Item 1119. Affiliations and Certain Relationships and Related Transactions.

The Issuing Entity is a Delaware statutory trust specifically formed by the bond issuers, CEI Funding LLC, OE Funding LLC and TE Funding LLC, for the purpose of acquiring bonds from the bond issuers and issuing the certificates. CEI Funding LLC, OE Funding LLC and TE Funding LLC are wholly-owned subsidiaries of the servicers, The Cleveland Electric Illuminating Company, Ohio Edison Company and The Toledo Edison Company, respectively (such servicers also serving in the capacity as administrative trustees under the Amended and Restated Declaration of Trust of the Issuing Entity).
Item 1122. Compliance with Applicable Servicing Criteria.

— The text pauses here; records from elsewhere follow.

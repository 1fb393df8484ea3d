use rust_decimal::Decimal;

use crate::domain::shared::translation::Translations;
use crate::domain::shared::value_objects::{CategoryId, ProductId};

#[derive(Debug, Clone, PartialEq)]
pub struct Product {
    pub id: ProductId,
    pub price: Decimal,
    pub translations: Translations,
    pub category: Option<CategoryId>,
    pub sku: Option<String>,
    pub images: Vec<ProductImage>,
}

impl Product {
    /// Path of the first image by display ordering, if any image has one.
    pub fn main_image_path(&self) -> Option<&str> {
        first_image_path(&self.images)
    }
}

#[derive(Debug, Clone, PartialEq)]
pub struct ProductImage {
    pub id: u64,
    pub product: Option<ProductId>,
    pub image: Option<String>,
    pub alt: String,
    pub ordering: u32,
}

/// Picks the image path with the lowest `ordering` (ties keep input order).
pub fn first_image_path(images: &[ProductImage]) -> Option<&str> {
    images
        .iter()
        .filter(|img| img.image.as_deref().is_some_and(|p| !p.is_empty()))
        .min_by_key(|img| img.ordering)
        .and_then(|img| img.image.as_deref())
}

#[derive(Debug, Clone, PartialEq)]
pub struct Category {
    pub id: CategoryId,
    pub translations: Translations,
    pub image: Option<String>,
}

#[derive(Debug, Clone, PartialEq, Default)]
pub struct SocialLinks {
    pub telegram: Option<String>,
    pub instagram: Option<String>,
    pub facebook: Option<String>,
    pub youtube: Option<String>,
}

#[derive(Debug, Clone, PartialEq)]
pub struct Company {
    pub id: u64,
    pub translations: Translations,
    pub phone: Option<String>,
    pub email: Option<String>,
    pub website: Option<String>,
    pub socials: SocialLinks,
}

#[derive(Debug, Clone, PartialEq)]
pub struct Partner {
    pub id: u64,
    pub name: String,
    pub logo: Option<String>,
}

#[derive(Debug, Clone, PartialEq)]
pub struct Certificate {
    pub id: u64,
    pub image: Option<String>,
    pub ordering: u32,
}

#[derive(Debug, Clone, PartialEq)]
pub struct City {
    pub id: u64,
    pub name: String,
}

#[derive(Debug, Clone, PartialEq)]
pub struct ServiceCenterDescription {
    pub id: u64,
    pub translations: Translations,
}

#[derive(Debug, Clone, PartialEq)]
pub struct ServiceLocation {
    pub id: u64,
    pub city: Option<City>,
    pub address: String,
    pub phone: String,
    pub email: Option<String>,
    pub map_url: Option<String>,
    pub description: Option<ServiceCenterDescription>,
}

See Exhibits 33.1, 33.2, 33.3, 33.4, 33.5, 34.1, 34.2, 34.3, 34.4 and 34.5 under Item 15.
Item 1123. Servicer Compliance Statement.
See Exhibits 35.1, 35.2 and 35.3 under Item 15.












SIGNATURES
Pursuant to the requirements of Section 13 or 15(d) of the Securities Exchange Act of 1934, the registrant has duly caused this report to be signed on its behalf by the undersigned, thereunto duly authorized.




 
FIRSTENERGY OHIO PIRB SPECIAL PURPOSE TRUST 2013
 
(Issuing entity)
 
BY:
THE CLEVELAND ELECTRIC ILLUMINATING COMPANY, as Servicer
 
 
OHIO EDISON COMPANY, as Servicer
 
 
THE TOLEDO EDISON COMPANY, as Servicer
 
 
 
 
 
 
BY:
/s/ Steven R. Staub
 
 
 
Steven R. Staub
 
 
 
Vice President and Treasurer
Date: March 30, 2018


Supplemental Information to be Furnished With Reports Filed Pursuant to Section 15(d) of the Act by Registrants
Which Have Not Registered Securities Pursuant to Section 12 of the Act

No such annual report, proxy statement, form of proxy or other proxy soliciting material has been sent to the registrant’s securityholders. The registrant will not be sending an annual report or proxy material to its securityholders subsequent to the filing of this report on Form 10-K.